Merging column with array from multiple rows


I'm trying to merge the data from a dataset as follow:

id sms longDescription OtherFields
123 contentSms ContentDesc xxx
123 contentSms2 ContentDesc2 xxx
123 contentSms3 ContentDesc3 xxx
456 contentSms4 ContentDesc xxx

the sms and longDescription have the following structure:

sms:array
|----element:struct
      |----content:string
      |----languageId:string

The aim is to capture the data with the same Id and merge the column sms and longDescription into one array with multiple struct( with the languageID as key):

id sms longDescription OtherFields
123 contentSms, ContentSms2,contentSms3 ContentDesc,ContentDesc2,ContentDesc3 xxx
456 contentSms4 ContentDesc xxx

I've tried using

x = df.select("*").groupBy("id").agg( collect_list("sms"))

but the result is :

collect_list(longDescription): array (nullable = false)
 |    |-- element: array (containsNull = false)
 |    |    |-- element: struct (containsNull = true)
 |    |    |    |-- content: string (nullable = true)
 |    |    |    |-- languageId: string (nullable = true)
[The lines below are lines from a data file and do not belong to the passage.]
//! PNG output encoder.
//!
//! Pure Rust PNG encoding using the `png` crate.

use crate::error::Result;
use crate::framebuffer::Framebuffer;
use std::fs::File;
use std::io::{BufWriter, Write};
use std::path::Path;

/// PNG encoder for framebuffer output.
pub struct PngEncoder;

impl PngEncoder {
    /// Write a framebuffer to a PNG file.
    ///
    /// # Errors
    ///
    /// Returns an error if file creation or PNG encoding fails.
    pub fn write_to_file<P: AsRef<Path>>(fb: &Framebuffer, path: P) -> Result<()> {
        let path = path.as_ref();
        log::debug!("writing {}x{} PNG to {}", fb.width(), fb.height(), path.display());

        let file = File::create(path)?;
        Self::encode(fb, BufWriter::new(file))
    }

    /// Encode a framebuffer to PNG bytes.
    ///
    /// # Errors
    ///
    /// Returns an error if PNG encoding fails.
    pub fn to_bytes(fb: &Framebuffer) -> Result<Vec<u8>> {
        let mut buffer = Vec::new();
        Self::encode(fb, &mut buffer)?;
        Ok(buffer)
    }

    /// RGBA, 8 bits per channel.
    fn encode<W: Write>(fb: &Framebuffer, writer: W) -> Result<()> {
        let mut encoder = png::Encoder::new(writer, fb.width(), fb.height());
        encoder.set_color(png::ColorType::Rgba);
        encoder.set_depth(png::BitDepth::Eight);

        let mut writer = encoder.write_header()?;
        writer.write_image_data(fb.pixels())?;
        writer.finish()?;

        Ok(())
    }
}

#[cfg(test)]
mod tests {
    use super::*;
    use crate::color::Rgba;
    use crate::render::draw_line;

    const PNG_MAGIC: [u8; 8] = [137, 80, 78, 71, 13, 10, 26, 10];

    #[test]
    fn test_png_to_bytes() {
        let mut fb = Framebuffer::new(10, 10).unwrap();
        fb.clear(Rgba::RED);

        let bytes = PngEncoder::to_bytes(&fb).unwrap();
        assert_eq!(&bytes[0..8], &PNG_MAGIC);
    }

    #[test]
    fn test_png_write_to_file() {
        let dir = tempfile::tempdir().unwrap();
        let path = dir.path().join("line.png");

        let mut fb = Framebuffer::new(20, 10).unwrap();
        fb.clear(Rgba::BLACK);
        draw_line(&mut fb, 0, 0, 19, 9, Rgba::WHITE);

        PngEncoder::write_to_file(&fb, &path).unwrap();

        let bytes = std::fs::read(&path).unwrap();
        assert_eq!(&bytes[0..8], &PNG_MAGIC);
        assert_eq!(bytes, PngEncoder::to_bytes(&fb).unwrap());
    }

    #[test]
    fn test_png_write_to_missing_dir_fails() {
        let dir = tempfile::tempdir().unwrap();
        let path = dir.path().join("missing").join("line.png");
        let fb = Framebuffer::new(4, 4).unwrap();

        let err = PngEncoder::write_to_file(&fb, path).unwrap_err();
        assert!(matches!(err, crate::error::Error::Io(_)));
    }
}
which is an array too much, as the goal is to have an array of struct in order to have the following result:

sms: [{content: 'aze', languageId:'en-GB'},{content: 'rty', languageId:'fr-BE'},{content: 'poiu', languageId:'nl-BE'}]

Solution

  • You're looking for flatten function:

    x = df.groupBy("id").agg(flatten(collect_list("sms")))